A 2.3-horsepower motor in the base does an amazing job of destroying food, so consumers are able to absorb their nutrients instead of just passing them through, which makes them nutritionally neutral.

Like the Magic Bullet, the NutriBullet doesn’t feature buttons seen on regular blenders for setting your blade to mix, whip, crush, and other tasks. There was no button for the Magic Bullet but this one boasts a single 7-minute soup-heating switch. Blend ingredients, press, and wait. Serve soup hot as though it came out of the pot.

Whereas you pressed the jug into the motor to make the Magic Bullet work, with the NutriBullet RX everything happens automatically. SMART technology recognizes the contents and what you intend to do with them. Don’t touch a thing. The NutriBullet RX comes with two jug sizes, a lip, lid, and a pouring accessory. Retailers list this machine for around $200.

High-tech Trouble

Even though both these machines really do a great job of making smoothies, they are noisy. Those motors will jar your nerves. There is also a total lack of control on the consumer’s part: potentially unnerving. They are both easy to clean but the blade is very sharp, so use something to extract the blade without touching it. If you buy the Magic Bullet, consumers say it’s great for smoothies but not so effective with anything else. A $100 investment will probably break down in some way within the year whether a fuse is blown trying to crush ice, gaskets loosen, or some material cracks.

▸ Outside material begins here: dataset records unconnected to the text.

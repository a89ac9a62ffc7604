//! Connection engine (C5): drives one accepted socket through repeated
//! HTTP/1.1 exchanges, per `spec.md` §4.5.
//!
//! Parsing runs synchronously against whatever is already buffered
//! (`pump`); the async loop only awaits when genuinely out of buffered
//! work, racing the active cycle's outbound messages against reading more
//! bytes off the wire via `tokio::select!`. Only one request's body is ever
//! "on the wire" at a time regardless of pipelining depth, since HTTP/1.1
//! itself serializes the byte stream; `pending` holds cycles whose heads
//! (and, for the further-ahead ones, whose bodies) have already been
//! parsed but whose application task hasn't been spawned yet.

use std::collections::VecDeque;
use std::error::Error as StdError;
use std::io;
use std::sync::atomic::{AtomicU64, Ordering};
use std::sync::Arc;
use std::time::Duration;

use bytes::{Buf, Bytes, BytesMut};
use tokio::io::{AsyncReadExt, AsyncWriteExt};
use tokio::sync::mpsc;
use tokio::task::JoinHandle;
use tracing::{error, info, warn};

use crate::ai::{
    Application, HttpScope, InboundMessage, OutboundMessage, Receiver, Scope, Sender, WsData,
};
use crate::config::Config;
use crate::error::Error;
use crate::proto::{parse_head, BodyDecoder, ParseOutcome, ParsedHead};
use crate::proto::writer::{continue_response, simple_response};
use crate::proxy;

use super::cycle::RequestCycle;
use super::flow::FlowController;
use super::listener::Socket;
use super::upgrade;

type BoxError = Box<dyn StdError + Send + Sync>;

/// Depth of the outbound channel for a WebSocket exchange, mirroring
/// `server::cycle`'s `CHANNEL_DEPTH` for HTTP cycles.
const WS_CHANNEL_DEPTH: usize = 4;

struct PreparedCycle {
    cycle: RequestCycle,
    receive: Receiver,
    send: Sender,
    scope: Scope,
}

struct ActiveCycle {
    cycle: RequestCycle,
    task: JoinHandle<std::result::Result<(), BoxError>>,
}

enum BeginOutcome {
    Dispatched,
    Rejected { bytes: Vec<u8> },
}

enum PumpOutcome {
    Continue,
    RejectAndClose,
    Upgrade(Box<ParsedHead>),
}

enum ActiveEvent {
    Message(OutboundMessage),
    TaskDone(std::result::Result<std::result::Result<(), BoxError>, tokio::task::JoinError>),
}

enum LoopEvent {
    Active(ActiveEvent),
    ReadDone(io::Result<usize>),
}
//! Message shapes exchanged over `receive`/`send` (C10), per `spec.md` §4.10
//! and the lifespan messages from §4.7.

use bytes::Bytes;

use super::scope::HeaderList;

/// A WebSocket frame payload, per `spec.md` §4.9.
#[derive(Debug, Clone)]
pub enum WsData {
    Text(String),
    Bytes(Bytes),
}

/// Messages the core delivers to the application via `receive()`.
#[derive(Debug, Clone)]
pub enum InboundMessage {
    /// `http.request`: a body chunk, per `spec.md` §4.10.
    HttpRequest { body: Bytes, more_body: bool },
    /// `http.disconnect`: the client disconnected before the cycle completed.
    HttpDisconnect,
    /// `websocket.connect`: handshake accepted, application may now accept/close.
    WebSocketConnect,
    /// `websocket.receive`: an inbound WebSocket frame.
    WebSocketReceive(WsData),
    /// `websocket.disconnect`: the peer closed the WebSocket.
    WebSocketDisconnect { code: u16 },
    /// `lifespan.startup`: queued once at process boot (§4.7 step 1).
    LifespanStartup,
    /// `lifespan.shutdown`: queued once on server shutdown (§4.7 step 3).
    LifespanShutdown,
}

/// Messages the application emits to the core via `send()`.
#[derive(Debug, Clone)]
pub enum OutboundMessage {
    /// `http.response.start`: status and headers (§4.10), exactly once, first.
    ResponseStart { status: u16, headers: HeaderList },
    /// `http.response.body`: zero or more, last has `more_body = false`.
    ResponseBody { body: Bytes, more_body: bool },
    /// `websocket.accept`: server replies `101 Switching Protocols` (§4.9).
    WebSocketAccept { headers: HeaderList },
    /// `websocket.send`: an outbound WebSocket frame.
    WebSocketSend(WsData),
    /// `websocket.close`: close the WebSocket, optionally before accepting.
    WebSocketClose { code: u16 },
    /// `lifespan.startup.complete` (§4.7 step 2).
    LifespanStartupComplete,
    /// `lifespan.startup.failed` (§4.7 step 2).
    LifespanStartupFailed { message: String },
    /// `lifespan.shutdown.complete` (§4.7 step 3).
    LifespanShutdownComplete,
    /// `lifespan.shutdown.failed` (§4.7 step 3).
    LifespanShutdownFailed { message: String },
}

impl OutboundMessage {
    pub(crate) fn type_name(&self) -> &'static str {
        match self {
            Self::ResponseStart { .. } => "http.response.start",
            Self::ResponseBody { .. } => "http.response.body",
            Self::WebSocketAccept { .. } => "websocket.accept",
            Self::WebSocketSend(_) => "websocket.send",
            Self::WebSocketClose { .. } => "websocket.close",
            Self::LifespanStartupComplete => "lifespan.startup.complete",
            Self::LifespanStartupFailed { .. } => "lifespan.startup.failed",
            Self::LifespanShutdownComplete => "lifespan.shutdown.complete",
            Self::LifespanShutdownFailed { .. } => "lifespan.shutdown.failed",
        }
    }
}
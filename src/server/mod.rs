//! The server components (C1, C4-C9): listeners, the per-connection
//! engine, flow control, and the process supervisor.

pub(crate) mod connection;
pub(crate) mod cycle;
pub(crate) mod flow;
pub(crate) mod listener;
pub(crate) mod supervisor;
pub(crate) mod upgrade;

pub use supervisor::serve;
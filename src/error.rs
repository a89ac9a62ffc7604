//! Error and Result types shared across the crate.

use std::error::Error as StdError;
use std::fmt;
use std::io;

/// Result type returned from fallible crate operations.
pub type Result<T> = std::result::Result<T, Error>;

type BoxError = Box<dyn StdError + Send + Sync>;

/// The error type produced by this crate.
///
/// The `Display` implementation only prints the description for this level
/// of the error; use `source()` (or `std::error::Report`) to see the full
/// chain. The exact wording is unspecified and may change between versions.
pub struct Error {
    inner: Box<ErrorImpl>,
}

struct ErrorImpl {
    kind: Kind,
    cause: Option<BoxError>,
}

#[derive(Debug)]
pub(crate) enum Kind {
    /// C2: the HTTP/1.1 parser rejected the bytes on the wire.
    Parse(Parse),
    /// C4/C10: the application misused the scope/receive/send contract.
    Protocol(Protocol),
    /// C8: the connection/pipeline count exceeded a configured limit.
    OverLimit,
    /// C5: the hosted application task returned or panicked with an error.
    Application,
    /// C7: the application failed (or never responded) during lifespan startup.
    LifespanStartupFailed,
    /// C1/C3: an I/O error occurred on the underlying socket.
    Io,
    /// C8: a keep-alive connection was idle past `timeout_keep_alive`.
    Timeout,
    /// C8: the connection was torn down by a shutdown in progress.
    Cancelled,
}

impl Error {
    pub(crate) fn new(kind: Kind) -> Self {
        Self {
            inner: Box::new(ErrorImpl { kind, cause: None }),
        }
    }

    pub(crate) fn with<E: Into<BoxError>>(mut self, cause: E) -> Self {
        self.inner.cause = Some(cause.into());
        self
    }

    pub(crate) fn kind(&self) -> &Kind {
        &self.inner.kind
    }

    pub(crate) fn new_parse(p: Parse) -> Self {
        Self::new(Kind::Parse(p))
    }

    pub(crate) fn new_protocol(p: Protocol) -> Self {
        Self::new(Kind::Protocol(p))
    }

    pub(crate) fn new_over_limit() -> Self {
        Self::new(Kind::OverLimit)
    }

    pub(crate) fn new_application<E: Into<BoxError>>(cause: E) -> Self {
        Self::new(Kind::Application).with(cause)
    }

    pub(crate) fn new_lifespan_startup_failed(message: impl Into<String>) -> Self {
        Self::new(Kind::LifespanStartupFailed).with(message.into())
    }

    pub(crate) fn new_io(cause: io::Error) -> Self {
        Self::new(Kind::Io).with(cause)
    }

    pub(crate) fn new_timeout() -> Self {
        Self::new(Kind::Timeout)
    }

    pub(crate) fn new_cancelled() -> Self {
        Self::new(Kind::Cancelled)
    }

    /// Returns `true` if this was an HTTP/1.1 parse error (C2, disposition: 400/close).
    #[must_use]
    pub fn is_parse(&self) -> bool {
        matches!(self.inner.kind, Kind::Parse(_))
    }

    /// Returns `true` if the request line or headers exceeded the
    /// configured maximum size (B1, disposition: 431, per `spec.md` §7).
    #[must_use]
    pub fn is_header_too_large(&self) -> bool {
        matches!(self.inner.kind, Kind::Parse(Parse::TooLarge))
    }

    /// Returns `true` if the application violated the scope/receive/send contract (C4/C10).
    #[must_use]
    pub fn is_protocol(&self) -> bool {
        matches!(self.inner.kind, Kind::Protocol(_))
    }

    /// Returns `true` if this connection was rejected by `limit_concurrency` (C8).
    #[must_use]
    pub fn is_over_limit(&self) -> bool {
        matches!(self.inner.kind, Kind::OverLimit)
    }

    /// Returns `true` if this error came from the hosted application (C5).
    #[must_use]
    pub fn is_application(&self) -> bool {
        matches!(self.inner.kind, Kind::Application)
    }

    /// Returns `true` if this was a socket I/O error (C1/C3).
    #[must_use]
    pub fn is_io(&self) -> bool {
        matches!(self.inner.kind, Kind::Io)
    }

    /// Returns `true` if this was a keep-alive idle timeout (C8 sweeper).
    #[must_use]
    pub fn is_timeout(&self) -> bool {
        matches!(self.inner.kind, Kind::Timeout)
    }

    /// Returns `true` if the application failed (or never responded)
    /// during lifespan startup (C7). `spec.md` §6 maps this to exit code 3.
    #[must_use]
    pub fn is_lifespan_startup_failed(&self) -> bool {
        matches!(self.inner.kind, Kind::LifespanStartupFailed)
    }

    fn description(&self) -> &str {
        match &self.inner.kind {
            Kind::Parse(p) => p.description(),
            Kind::Protocol(p) => p.description(),
            Kind::OverLimit => "concurrency or pipeline limit exceeded",
            Kind::Application => "error from hosted application task",
            Kind::LifespanStartupFailed => "application failed during lifespan startup",
            Kind::Io => "I/O error on connection",
            Kind::Timeout => "connection timed out",
            Kind::Cancelled => "connection cancelled by shutdown",
        }
    }
}

#[derive(Debug)]
pub(crate) enum Parse {
    Method,
    Uri,
    Version,
    Header,
    TooLarge,
    ContentLengthInvalid,
    TransferEncodingInvalid,
}

impl Parse {
    fn description(&self) -> &'static str {
        match self {
            Self::Method => "invalid HTTP method",
            Self::Uri => "invalid request target",
            Self::Version => "invalid or unsupported HTTP version",
            Self::Header => "invalid header syntax",
            Self::TooLarge => "request line or headers exceeded the configured maximum size",
            Self::ContentLengthInvalid => "invalid content-length header",
            Self::TransferEncodingInvalid => "invalid transfer-encoding header",
        }
    }
}

#[derive(Debug)]
pub(crate) enum Protocol {
    StartAfterStart,
    BodyBeforeStart,
    BodyAfterComplete,
    BodyOverflow,
    UnknownMessageType,
}

impl Protocol {
    fn description(&self) -> &'static str {
        match self {
            Self::StartAfterStart => "response.start sent more than once for one cycle",
            Self::BodyBeforeStart => "response.body sent before response.start",
            Self::BodyAfterComplete => "message sent after the cycle already completed",
            Self::BodyOverflow => "response body exceeded the declared content-length",
            Self::UnknownMessageType => "application sent a message of an unrecognized type",
        }
    }
}

impl From<io::Error> for Error {
    fn from(err: io::Error) -> Self {
        Self::new_io(err)
    }
}

impl From<httparse::Error> for Parse {
    fn from(err: httparse::Error) -> Self {
        match err {
            httparse::Error::HeaderName
            | httparse::Error::HeaderValue
            | httparse::Error::NewLine
            | httparse::Error::Token => Self::Header,
            httparse::Error::Status => Self::Version,
            httparse::Error::TooManyHeaders => Self::TooLarge,
            httparse::Error::Version => Self::Version,
        }
    }
}

impl From<httparse::Error> for Error {
    fn from(err: httparse::Error) -> Self {
        Self::new_parse(err.into())
    }
}

impl fmt::Debug for Error {
    fn fmt(&self, f: &mut fmt::Formatter<'_>) -> fmt::Result {
        let mut f = f.debug_tuple("uvicore::Error");
        f.field(&self.inner.kind);
        if let Some(cause) = &self.inner.cause {
            f.field(cause);
        }
        f.finish()
    }
}

impl fmt::Display for Error {
    fn fmt(&self, f: &mut fmt::Formatter<'_>) -> fmt::Result {
        f.write_str(self.description())
    }
}

impl StdError for Error {
    fn source(&self) -> Option<&(dyn StdError + 'static)> {
        self.inner
            .cause
            .as_deref()
            .map(|c| c as &(dyn StdError + 'static))
    }
}
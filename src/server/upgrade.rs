//! Upgrade bridge (C9): the HTTP→WebSocket handoff, per `spec.md` §4.9.
//!
//! The frame codec itself is a deliberate non-goal (`spec.md` §1: "the core
//! only specifies the upgrade handoff"); an embedder wires a real codec
//! through the `--ws` implementation named in `spec.md` §6. What lives here
//! is the handshake (`Sec-WebSocket-Accept` computation, `101`/`403`
//! response bytes) and the scope/event-shape translation table, plus a
//! pass-through relay so the bridge is end-to-end exercisable without one.

use base64::engine::general_purpose::STANDARD as BASE64;
use base64::Engine as _;
use bytes::Bytes;
use sha1::{Digest, Sha1};

use crate::ai::{Address, HeaderList, WebSocketScope, WsData};
use crate::proto::parser::ParsedHead;
use crate::proto::writer::simple_response;

const WS_GUID: &str = "258EAFA5-E914-47DA-95CA-C5AB0DC85B11";

/// Computes `Sec-WebSocket-Accept` from the client's `Sec-WebSocket-Key`,
/// per RFC 6455 §1.3.
pub(crate) fn compute_accept_key(client_key: &str) -> String {
    let mut hasher = Sha1::new();
    hasher.update(client_key.as_bytes());
    hasher.update(WS_GUID.as_bytes());
    BASE64.encode(hasher.finalize())
}

/// Finds the request's `Sec-WebSocket-Key` header, if present.
pub(crate) fn find_client_key(headers: &HeaderList) -> Option<String> {
    headers.iter().find_map(|(name, value)| {
        if name.as_ref() == b"sec-websocket-key" {
            std::str::from_utf8(value).ok().map(str::to_owned)
        } else {
            None
        }
    })
}

/// The `101 Switching Protocols` response accepting the upgrade.
pub(crate) fn switching_protocols_response(accept_key: &str, extra_headers: &HeaderList) -> Vec<u8> {
    let mut out = Vec::with_capacity(256);
    out.extend_from_slice(b"HTTP/1.1 101 Switching Protocols\r\n");
    out.extend_from_slice(b"upgrade: websocket\r\n");
    out.extend_from_slice(b"connection: Upgrade\r\n");
    out.extend_from_slice(format!("sec-websocket-accept: {accept_key}\r\n").as_bytes());
    for (name, value) in extra_headers {
        out.extend_from_slice(name);
        out.extend_from_slice(b": ");
        out.extend_from_slice(value);
        out.extend_from_slice(b"\r\n");
    }
    out.extend_from_slice(b"\r\n");
    out
}

/// The `403` response for a WebSocket request the application never accepted.
pub(crate) fn forbidden_response() -> Vec<u8> {
    simple_response(403, "")
}

/// Builds the scope handed to the application for a WebSocket exchange.
pub(crate) fn synthesize_scope(
    head: &ParsedHead,
    secure: bool,
    server: Address,
    client: Address,
    root_path: String,
) -> WebSocketScope {
    WebSocketScope {
        scheme: if secure { "wss".to_string() } else { "ws".to_string() },
        path: head.path.clone(),
        query_string: head.query.clone(),
        headers: head.headers.clone(),
        server,
        client,
        root_path,
    }
}

/// Close code used when the peer's socket closes without a close frame,
/// mirroring RFC 6455 §7.1.5's reserved "abnormal closure" code. Since this
/// build relays bytes rather than decoding real frames (see module docs),
/// every disconnect is reported this way rather than with a code parsed
/// out of a close frame.
pub(crate) const ABNORMAL_CLOSURE: u16 = 1006;

/// Translates one inbound relay chunk into the AI shape named in
/// `spec.md` §4.9. This is a byte pass-through, not a framer: callers
/// wire a real frame codec in front of this when one is configured.
pub(crate) fn relay_inbound(bytes: Bytes) -> WsData {
    WsData::Bytes(bytes)
}
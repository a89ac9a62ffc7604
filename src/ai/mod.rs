//! The application interface (AI): scope, message shapes, and the
//! application capability. Grounds `spec.md`'s component C10 plus the scope
//! definitions shared by C4, C7 and C9.

mod app;
mod message;
mod scope;

pub use app::{Application, BoxError, Receiver, Sender};
pub use message::{InboundMessage, OutboundMessage, WsData};
pub use scope::{Address, HeaderList, HttpScope, HttpVersion, LifespanScope, Scope, WebSocketScope};
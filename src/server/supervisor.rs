//! Process supervisor (C8): binds the listener, runs the lifespan
//! handshake, accepts connections, and drives graceful shutdown, per
//! `spec.md` §4.8.
//!
//! Grounded on the teacher's own `tokio_graceful::Shutdown` idiom: one
//! `spawn_task_fn` for the accept loop, one nested `spawn_task_fn` per
//! accepted connection (so `shutdown_with_limit` genuinely waits on
//! in-flight connections, bounded by the configured grace period), and a
//! `Shutdown::new` trigger future that resolves on either the default OS
//! signal or `limit_max_requests` being reached.

use std::sync::atomic::{AtomicU64, Ordering};
use std::sync::Arc;

use tokio::sync::Notify;
use tokio_graceful::{default_signal, Shutdown, ShutdownGuard};
use tracing::{info, warn};

use crate::ai::Application;
use crate::common::date;
use crate::config::{BindTarget, Config};
use crate::error::Result;
use crate::lifespan::LifespanCoordinator;

use super::connection::Connection;
use super::listener::Listener;

async fn bind(cfg: &Config) -> Result<Listener> {
    let listener = match &cfg.bind {
        BindTarget::Tcp(addr) => Listener::bind_tcp(*addr).await?,
        BindTarget::Unix(path) => Listener::bind_unix(path)?,
        // SAFETY: the caller (`--fd`, per `spec.md` §6) asserts the fd is an
        // open, listening TCP socket handed down by a process supervisor.
        BindTarget::InheritedFd(fd) => unsafe { Listener::from_inherited_fd(*fd)? },
    };
    Ok(listener)
}

/// Binds `cfg.bind`, runs the lifespan startup handshake, and serves `app`
/// until a shutdown signal arrives or `cfg.limit_max_requests` is reached,
/// draining in-flight connections (bounded by
/// `cfg.timeout_graceful_shutdown`, if set) before running the lifespan
/// shutdown handshake and returning.
///
/// Propagates an error if the listener fails to bind, or if the lifespan
/// handshake fails in `LifespanMode::On` (`spec.md` §6 exit code 3).
pub async fn serve<A: Application>(app: A, cfg: Config) -> Result<()> {
    let listener = bind(&cfg).await?;
    match listener.local_addr() {
        Ok(addr) => info!("listening on {addr}"),
        Err(e) => warn!("bound listener but could not query its local address: {e}"),
    }

    let mut lifespan = LifespanCoordinator::new(cfg.lifespan);
    lifespan.startup(app.clone()).await?;

    let total_requests = Arc::new(AtomicU64::new(0));
    let max_requests_reached = Arc::new(Notify::new());

    let shutdown = Shutdown::new({
        let max_requests_reached = Arc::clone(&max_requests_reached);
        async move {
            tokio::select! {
                _ = default_signal() => {
                    info!("received shutdown signal");
                }
                _ = max_requests_reached.notified() => {
                    info!("limit_max_requests reached, shutting down");
                }
            }
        }
    });

    shutdown.spawn_task_fn({
        let app = app.clone();
        let cfg = cfg.clone();
        let total_requests = Arc::clone(&total_requests);
        move |guard| accept_loop(listener, app, cfg, guard, total_requests)
    });

    shutdown.spawn_task_fn({
        let limit = cfg.limit_max_requests;
        let total_requests = Arc::clone(&total_requests);
        move |guard| tick(guard, limit, total_requests, max_requests_reached)
    });

    match cfg.timeout_graceful_shutdown {
        Some(limit) => {
            if shutdown.shutdown_with_limit(limit).await.is_err() {
                warn!("graceful shutdown exceeded {limit:?}, remaining connections were dropped");
            }
        }
        None => shutdown.shutdown().await,
    }

    lifespan.shutdown().await;
    Ok(())
}

async fn accept_loop<A: Application>(
    listener: Listener,
    app: A,
    cfg: Config,
    guard: ShutdownGuard,
    total_requests: Arc<AtomicU64>,
) {
    loop {
        tokio::select! {
            biased;
            _ = guard.cancelled() => {
                info!("accept loop stopping");
                return;
            }
            accepted = listener.accept() => {
                match accepted {
                    Ok(socket) => {
                        let app = app.clone();
                        let cfg = cfg.clone();
                        let total_requests = Arc::clone(&total_requests);
                        guard.clone().spawn_task_fn(move |guard| {
                            serve_connection(socket, app, cfg, guard, total_requests)
                        });
                    }
                    Err(e) => warn!("failed to accept connection: {e}"),
                }
            }
        }
    }
}

async fn serve_connection<A: Application>(
    socket: super::listener::Socket,
    app: A,
    cfg: Config,
    guard: ShutdownGuard,
    total_requests: Arc<AtomicU64>,
) {
    // Holding `guard` for the lifetime of this future (it was handed to us
    // by the caller's `spawn_task_fn`) is what makes this connection count
    // towards `shutdown_with_limit`'s drain wait; no mid-flight
    // cancellation is wired in here, so it runs to its own natural
    // keep-alive/EOF completion and the grace period is the backstop that
    // forcibly drops whatever hasn't finished in time.
    let _guard = guard;
    Connection::new(socket, app, &cfg, Some(total_requests)).run().await;
}

/// 1 Hz tick, per `spec.md` §4.8: refreshes the Date header cache and
/// watches the process-wide request counter against `limit_max_requests`.
async fn tick(
    guard: ShutdownGuard,
    limit: Option<u64>,
    total_requests: Arc<AtomicU64>,
    max_requests_reached: Arc<Notify>,
) {
    let mut interval = tokio::time::interval(std::time::Duration::from_secs(1));
    interval.set_missed_tick_behavior(tokio::time::MissedTickBehavior::Delay);
    loop {
        tokio::select! {
            biased;
            _ = guard.cancelled() => return,
            _ = interval.tick() => {
                date::update();
                if let Some(limit) = limit {
                    if total_requests.load(Ordering::Relaxed) >= limit {
                        max_requests_reached.notify_one();
                        return;
                    }
                }
            }
        }
    }
}
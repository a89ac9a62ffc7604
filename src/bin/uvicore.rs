//! `uvicore` binary entrypoint (`spec.md` §6): parses the CLI surface,
//! wires up `tracing`, and runs the server supervisor to completion.

use std::future::Future;
use std::process::ExitCode;

use clap::Parser;
use tracing::{error, info};

use uvicore::ai::{BoxError, InboundMessage, OutboundMessage, Scope};
use uvicore::cli::{init_tracing, Cli};
use uvicore::{Application, Receiver, Sender};

/// The application hosted by this build.
///
/// This crate is a server core, not a dynamic application host (there is
/// no Rust equivalent of importing `module:app` from a string); `uvicore`
/// therefore always serves this fixed demo handler. Real deployments embed
/// [`Application`] in their own binary instead of using this one directly.
#[derive(Clone)]
struct DemoApp;

impl Application for DemoApp {
    fn call(
        &self,
        scope: Scope,
        mut receive: Receiver,
        send: Sender,
    ) -> impl Future<Output = Result<(), BoxError>> + Send {
        async move {
            match scope {
                Scope::Http(_) => {
                    loop {
                        match receive.receive().await {
                            InboundMessage::HttpRequest { more_body: false, .. } => break,
                            InboundMessage::HttpRequest { more_body: true, .. } => {}
                            InboundMessage::HttpDisconnect => return Ok(()),
                            _ => {}
                        }
                    }
                    send.send(OutboundMessage::ResponseStart {
                        status: 200,
                        headers: vec![(
                            "content-type".into(),
                            "text/plain; charset=utf-8".into(),
                        )],
                    })
                    .await?;
                    send.send(OutboundMessage::ResponseBody {
                        body: "hello from uvicore\n".into(),
                        more_body: false,
                    })
                    .await?;
                    Ok(())
                }
                Scope::WebSocket(_) => {
                    if let InboundMessage::WebSocketConnect = receive.receive().await {
                        send.send(OutboundMessage::WebSocketClose { code: 1000 }).await?;
                    }
                    Ok(())
                }
                Scope::Lifespan(_) => loop {
                    match receive.receive().await {
                        InboundMessage::LifespanStartup => {
                            send.send(OutboundMessage::LifespanStartupComplete).await?;
                        }
                        InboundMessage::LifespanShutdown => {
                            send.send(OutboundMessage::LifespanShutdownComplete).await?;
                            return Ok(());
                        }
                        _ => {}
                    }
                },
            }
        }
    }
}

fn main() -> ExitCode {
    let cli = Cli::parse();
    let default_level = cli
        .log_level
        .parse::<tracing::metadata::LevelFilter>()
        .unwrap_or(tracing::metadata::LevelFilter::INFO);
    init_tracing(default_level);

    if !cli.app.is_empty() {
        info!("application import reference {:?} noted (this build serves its built-in demo application)", cli.app);
    }

    let cfg = cli.to_config();

    let runtime = match tokio::runtime::Builder::new_multi_thread()
        .worker_threads(cfg.workers.max(1))
        .enable_all()
        .build()
    {
        Ok(rt) => rt,
        Err(e) => {
            error!("failed to start the tokio runtime: {e}");
            return ExitCode::from(1);
        }
    };

    match runtime.block_on(uvicore::server::serve(DemoApp, cfg)) {
        Ok(()) => ExitCode::SUCCESS,
        Err(e) if e.is_lifespan_startup_failed() => {
            error!("lifespan startup failed: {e}");
            ExitCode::from(3)
        }
        Err(e) => {
            error!("server error: {e}");
            ExitCode::from(1)
        }
    }
}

With the NutriBullet RX there are problems where gaskets come out and even become pureed with foods. Consumers complain that this is such a high-tech machine assembly is not easy. It’s not user-friendly, and if you make a mistake, your expensive purchase could be a waste of time. Whereas some products will not turn on unless everything is in order, the NutriBullet RX isn’t one of them.

Positive Reports

These negative views are balanced by some positive experiences. Certain consumers believe they have discovered the answer to their blender woes without spending twice as much on a really advanced product. If you keep it clean and use the machine properly, it will not only last but also make short work of your antioxidant-rich shakes and soups.

As far as they are concerned, you save money making food with quality ingredients in your own kitchen when you don’t have to buy shakes from a restaurant or snack shop for $5 or more each time. You can even blend your own iced coffee drinks and save a bundle, though that’s not the healthy intent behind these devices.